For a moment the Navigator thought Glamiss might kill him; his thin face grew livid and the eyes seemed to turn black with rage.
“Do you know what you’ve done?’’
Never had he heard such hatred in a voice.
Emeric said, “Yes, I know what I’ve done.”
Glamiss stepped back and stood for a moment, his hands white-knuckled on his weapons. His voice was strangled with fury, and as cold as the death of friendship. “When we reach Vara, I want you gone. Never let me see your face again--
brother.”
He turned and swept from the room, already regal in his movements, Emeric thought ruefully.
Was I right?
he asked himself.
Did I have the right to destroy all this knowledge? Knowing nothing could be preserved save a few trivial things, would I do it again ?
Yes.
Yes,
by all that men held holy--he
would
do it again. And again. And still again. Better that Glamiss spend his life at war killing thousands than he have the science of the past to spend months killing billions. Because no Empire, no matter how necessary, could ever be built by men without war and killing. We are still too near to our australopithecine ancestors for that, the priest thought firmly.
He glanced at the chronometer and heard the growing confusion of retreat and withdrawal in the corridors of the hospital. He looked about longingly at the library and then forced himself to gather his thoughts. It was time to go.
The
Gloria in Coelis
was near the boundary of space when the valley of Trama vanished in fire. The mushroom pillar glowed crimson, yellow, vermilion, and white in the darkness of Vyka’s night.
The novices at the control consoles stared through the tinted shields, muttering Aves and crossing themselves with the sign of the Star.
Bishop Kaifa, his face drawn and yellowish with anger, spoke in a voice that rasped like steel on glass. “You are either a saint or a madman, Nav Emeric. It will be the duty of the Grand Master to decide which. Now get out of my sight and stay out; I can’t bear to look at you.”
Emeric made his genuflection to his superior and left the bridge. He was thinking that Talvas Hu Chien was a priest of the severe persuasion, a book burner--a killer of scientists. Ironically, the old Grand Master’s savagery would probably approve of what Emeric had done.
Emeric made his way toward his own quarters. The starship was crowded with the levy of Vara, the folk of Trama (dispossessed now, because of what Emeric had done--their beautiful valley a radiating, boiling ruin), and even the Tramans’ livestock.
“Nav--Lord.”
Emeric looked down into Shana’s pinched, dark face. He had forgotten about the girl. Was she mourning her eagles? he wondered. He had destroyed them, too.
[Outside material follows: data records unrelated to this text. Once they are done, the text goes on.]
//! The aggregation pipeline: an ordered list of bucket and metric aggregations
//! that nest into one another in pipeline order.

use crate::error::{OtherBucketError, Result};
use crate::other_bucket::sampling::{is_sampling_enabled, SamplingOptions};
use crate::other_bucket::MISSING_BUCKET_KEY;
use crate::query_dsl::field_exists::build_exists_filter;
use crate::query_dsl::phrase::filter_builder_for;
use crate::query_dsl::range::build_range_filter;
use crate::query_dsl::Filter;
use crate::utils::json_to_string;
use rustc_hash::FxHashSet;
use serde::Deserialize;
use serde_json::{json, Value};

pub mod builders;

#[derive(Debug, Clone, PartialEq, Deserialize)]
#[serde(rename_all = "camelCase")]
pub struct AggConfigs {
    pub aggs: Vec<AggConfig>,
    #[serde(default)]
    pub probability: Option<f64>,
    #[serde(default)]
    pub sampler_seed: Option<u64>,
    #[serde(default)]
    pub hierarchical: bool,
}

impl AggConfigs {
    pub fn new(aggs: Vec<AggConfig>) -> Result<Self> {
        AggConfigs {
            aggs,
            probability: None,
            sampler_seed: None,
            hierarchical: false,
        }
        .validate()
    }

    pub fn from_json(input: &str) -> Result<Self> {
        serde_json::from_str::<AggConfigs>(input)?.validate()
    }

    pub fn from_value(value: Value) -> Result<Self> {
        serde_json::from_value::<AggConfigs>(value)?.validate()
    }

    fn validate(self) -> Result<Self> {
        let mut seen = FxHashSet::default();
        for agg in &self.aggs {
            if !seen.insert(agg.id.as_str()) {
                return Err(OtherBucketError::DuplicateId(agg.id.clone()));
            }
        }
        Ok(self)
    }

    pub fn with_sampling(mut self, probability: f64, seed: Option<u64>) -> Self {
        self.probability = Some(probability);
        self.sampler_seed = seed;
        self
    }

    pub fn with_hierarchical(mut self, hierarchical: bool) -> Self {
        self.hierarchical = hierarchical;
        self
    }

    pub fn sampling(&self) -> Option<SamplingOptions> {
        if is_sampling_enabled(self.probability) {
            self.probability.map(|probability| SamplingOptions {
                probability,
                seed: self.sampler_seed,
            })
        } else {
            None
        }
    }

    pub fn by_id(&self, id: &str) -> Option<&AggConfig> {
        self.aggs.iter().find(|agg| agg.id == id)
    }

    /// Enabled bucket aggregations, in the order they nest.
    pub fn bucket_aggs(&self) -> impl Iterator<Item = &AggConfig> {
        self.aggs
            .iter()
            .filter(|agg| agg.enabled && agg.kind.is_bucket())
    }

    /// Enabled metric aggregations, in pipeline order.
    pub fn metric_aggs(&self) -> impl Iterator<Item = &AggConfig> {
        self.aggs
            .iter()
            .filter(|agg| agg.enabled && !agg.kind.is_bucket())
    }
}

#[derive(Debug, Clone, PartialEq, Deserialize)]
#[serde(try_from = "RawAggConfig")]
pub struct AggConfig {
    pub id: String,
    pub enabled: bool,
    pub kind: AggKind,
}

#[derive(Deserialize)]
struct RawAggConfig {
    id: String,
    #[serde(default = "default_enabled")]
    enabled: bool,
    #[serde(rename = "type")]
    agg_type: String,
    #[serde(default)]
    params: Value,
}

fn default_enabled() -> bool {
    true
}

impl TryFrom<RawAggConfig> for AggConfig {
    type Error = serde_json::Error;

    fn try_from(raw: RawAggConfig) -> std::result::Result<Self, Self::Error> {
        // `count` takes no params, whatever the config carries
        let tagged = if raw.params.is_null() || raw.agg_type == "count" {
            json! {{ "type": raw.agg_type }}
        } else {
            json! {{ "type": raw.agg_type, "params": raw.params }}
        };

        Ok(AggConfig {
            id: raw.id,
            enabled: raw.enabled,
            kind: serde_json::from_value(tagged)?,
        })
    }
}

impl AggConfig {
    pub fn new(id: &str, kind: AggKind) -> Self {
        AggConfig {
            id: id.to_string(),
            enabled: true,
            kind,
        }
    }

    pub fn disabled(mut self) -> Self {
        self.enabled = false;
        self
    }

    /// The filter that selects the documents of the bucket keyed `key`.
    pub fn create_filter(&self, key: &Value) -> Option<Filter> {
        match &self.kind {
            AggKind::Terms(terms) => {
                if key.as_str() == Some(MISSING_BUCKET_KEY) {
                    Some(build_exists_filter(&terms.field).negated())
                } else {
                    Some(filter_builder_for(&terms.field).phrase_filter(&terms.field, key))
                }
            }
            AggKind::Filters(filters) => {
                let key = json_to_string(key)?;
                filters
                    .filters
                    .iter()
                    .find(|entry| entry.key() == key)
                    .map(|entry| Filter::custom(&key, entry.query()))
            }
            AggKind::Histogram(histogram) => {
                let from = key.as_f64()?;
                Some(build_range_filter(
                    &histogram.field,
                    from,
                    from + histogram.interval,
                ))
            }
            _ => None,
        }
    }
}

#[derive(Debug, Clone, PartialEq, Deserialize)]
#[serde(tag = "type", content = "params", rename_all = "snake_case")]
pub enum AggKind {
    Terms(TermsParams),
    Filters(FiltersParams),
    Histogram(HistogramParams),
    Count,
    Avg(MetricParams),
    Sum(MetricParams),
    Min(MetricParams),
    Max(MetricParams),
    Cardinality(MetricParams),
}

impl AggKind {
    pub fn is_bucket(&self) -> bool {
        matches!(
            self,
            AggKind::Terms(_) | AggKind::Filters(_) | AggKind::Histogram(_)
        )
    }

    pub fn as_terms(&self) -> Option<&TermsParams> {
        match self {
            AggKind::Terms(terms) => Some(terms),
            _ => None,
        }
    }
}

#[derive(Debug, Clone, PartialEq, Deserialize)]
#[serde(from = "FieldRepr")]
pub struct FieldDescriptor {
    pub name: String,
    pub field_type: Option<String>,
    pub scripted: bool,
    pub script: Option<String>,
    pub lang: Option<String>,
}

#[derive(Deserialize)]
#[serde(untagged)]
enum FieldRepr {
    Name(String),
    Full {
        name: String,
        #[serde(rename = "type", default)]
        field_type: Option<String>,
        #[serde(default)]
        scripted: bool,
        #[serde(default)]
        script: Option<String>,
        #[serde(default)]
        lang: Option<String>,
    },
}

impl From<FieldRepr> for FieldDescriptor {
    fn from(repr: FieldRepr) -> Self {
        match repr {
            FieldRepr::Name(name) => FieldDescriptor::new(&name),
            FieldRepr::Full {
                name,
                field_type,
                scripted,
                script,
                lang,
            } => FieldDescriptor {
                name,
                field_type,
                scripted,
                script,
                lang,
            },
        }
    }
}

impl FieldDescriptor {
    pub fn new(name: &str) -> Self {
        FieldDescriptor {
            name: name.to_string(),
            field_type: None,
            scripted: false,
            script: None,
            lang: None,
        }
    }

    pub fn scripted(name: &str, script: &str, lang: Option<&str>) -> Self {
        FieldDescriptor {
            name: name.to_string(),
            field_type: None,
            scripted: true,
            script: Some(script.to_string()),
            lang: lang.map(str::to_string),
        }
    }

    pub fn with_type(mut self, field_type: &str) -> Self {
        self.field_type = Some(field_type.to_string());
        self
    }

    pub fn is_painless(&self) -> bool {
        self.lang.as_deref() == Some("painless")
    }

    /// The `script` object used wherever a scripted field replaces `field`.
    pub fn script_dsl(&self) -> Value {
        let mut script = json! {{ "source": self.script.as_deref().unwrap_or_default() }};
        if let Some(lang) = &self.lang {
            script["lang"] = json!(lang);
        }
        script
    }
}

#[derive(Debug, Clone, Copy, PartialEq, Eq, Default, Deserialize)]
#[serde(rename_all = "lowercase")]
pub enum SortDirection {
    Asc,
    #[default]
    Desc,
}

impl SortDirection {
    pub fn as_str(&self) -> &'static str {
        match self {
            SortDirection::Asc => "asc",
            SortDirection::Desc => "desc",
        }
    }
}

/// The `order` param, `{ "value": "asc" | "desc", "text": ... }`.
#[derive(Debug, Clone, Copy, PartialEq, Eq, Default, Deserialize)]
pub struct TermsOrder {
    #[serde(default)]
    pub value: SortDirection,
}

#[derive(Debug, Clone, PartialEq, Deserialize)]
#[serde(rename_all = "camelCase")]
pub struct TermsParams {
    pub field: FieldDescriptor,
    #[serde(default = "default_terms_size")]
    pub size: u32,
    /// `_key`, `_count`, or the id of the metric aggregation to order by.
    #[serde(default)]
    pub order_by: Option<String>,
    #[serde(default)]
    pub order: TermsOrder,
    #[serde(default)]
    pub other_bucket: bool,
    #[serde(default)]
    pub missing_bucket: bool,
    /// Display labels, carried through untouched.
    #[serde(default)]
    pub other_bucket_label: Option<String>,
    #[serde(default)]
    pub missing_bucket_label: Option<String>,
}

fn default_terms_size() -> u32 {
    5
}

impl TermsParams {
    pub fn new(field: FieldDescriptor, size: u32) -> Self {
        TermsParams {
            field,
            size,
            order_by: None,
            order: TermsOrder::default(),
            other_bucket: false,
            missing_bucket: false,
            other_bucket_label: None,
            missing_bucket_label: None,
        }
    }

    pub fn with_other_bucket(mut self, other_bucket: bool) -> Self {
        self.other_bucket = other_bucket;
        self
    }

    pub fn with_order(mut self, order_by: &str, direction: SortDirection) -> Self {
        self.order_by = Some(order_by.to_string());
        self.order = TermsOrder { value: direction };
        self
    }

    pub fn with_missing_bucket(mut self, missing_bucket: bool) -> Self {
        self.missing_bucket = missing_bucket;
        self
    }
}

#[derive(Debug, Clone, PartialEq, Default, Deserialize)]
pub struct FiltersParams {
    #[serde(default)]
    pub filters: Vec<FilterEntry>,
}

#[derive(Debug, Clone, PartialEq, Default, Deserialize)]
#[serde(rename_all = "camelCase")]
pub struct FilterEntry {
    #[serde(default)]
    pub label: String,
    #[serde(default)]
    pub input: FilterInput,
    #[serde(default)]
    pub query_dsl: Option<Value>,
}

#[derive(Debug, Clone, PartialEq, Default, Deserialize)]
pub struct FilterInput {
    #[serde(default)]
    pub query: String,
    #[serde(default)]
    pub language: Option<String>,
}

impl FilterEntry {
    pub fn new(label: &str, query: &str) -> Self {
        FilterEntry {
            label: label.to_string(),
            input: FilterInput {
                query: query.to_string(),
                language: None,
            },
            query_dsl: None,
        }
    }

    /// The bucket key this entry produces in a `filters` response.
    pub fn key(&self) -> &str {
        if !self.label.is_empty() {
            &self.label
        } else if !self.input.query.is_empty() {
            &self.input.query
        } else {
            "*"
        }
    }

    pub fn query(&self) -> Value {
        match &self.query_dsl {
            Some(query_dsl) => query_dsl.clone(),
            None if self.input.query.trim().is_empty() => {
                // an empty query means to match everything
                json! {{ "match_all": {} }}
            }
            None => json! {{ "query_string": { "query": self.input.query } }},
        }
    }
}

#[derive(Debug, Clone, PartialEq, Deserialize)]
#[serde(rename_all = "camelCase")]
pub struct HistogramParams {
    pub field: FieldDescriptor,
    pub interval: f64,
    #[serde(default)]
    pub min_doc_count: Option<u64>,
}

#[derive(Debug, Clone, PartialEq, Deserialize)]
pub struct MetricParams {
    pub field: FieldDescriptor,
}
“What will become of us. Lord?”
What could he say that would have any meaning to her? “You will be given new land--somewhere else, Shana.”
“Our valley is gone? “
He nodded slowly.
“Who did this wicked thing to us?”
Who, indeed? “I did, Shana.”
The girl studied him intently. Since his experience on the Personality Exchanger there had been a difference in the way she treated him--a strange, touching diffidence that was unlike her.
“Was it necessary, Lord?”
Emeric’s face grew stern. “Yes. It was necessary.”
The girl was silent for a time, and Emeric made to move past her. He was tired and sick at heart and longed for the silence and emptiness of his cell-like room. But Shana said, “The Lord Glamiss is angry.”
“Very,” Emeric said dryly.
“He has offered us land, but I wanted to ask you.”
“He has the right now, Shana. Vara-Vyka is his.”
“There is talk among the folk that you are a great lord on a world called Rhada.”
“I have lands there,” Emeric said.
“That was the Warlock’s place.”
“He was born there,” Emeric said, remembering. The rest of it couldn’t be so easily explained to this weyrherd girl. But that the Warlock had been born by the Rhad north sea--that she could understand.
“Will you settle us on your land, Lord?”
“You want to go off-world?”
“Yes. Our valley is fire. There is no place here for us.”
Emeric the Rhadan disputed with Emeric the Navigator--but only for a short time. The folk of Trama deserved that much from him, at least. Perhaps, he thought ruefully, they’ll found a dynasty of their own one day--when Glamiss Magnifico is ruler of all the Great Sky.
“It will be done, Shana,” he said.
And then the girl did a strange thing. She touched the hem of his habit and brought her fingers to her lips. The cult of St. Emeric is born, he thought ironically. The cult of the man who flamed the last mountain into the sky.
He walked on alone now, knowing that he would always be alone, the object of an Emperor-to-be’s bitterness.
Was I right? he wondered. He might one day ask the Vulk, but he knew that they would not tell him. They would not tell him until he grew wise enough to know without being told.
He closed himself into his tiny humming cell and knelt at the prie-dieu. How long, he wondered, would he ask himself the thing Shana had asked him, the thing he had answered with such certainty?
He spoke aloud, forehead pressed against the thrumming metal.
“Was it necessary, Lord?”
And as the starship drifted slowly across the line that divided night from day and into the light of the Vyka sun, Emeric had his answer.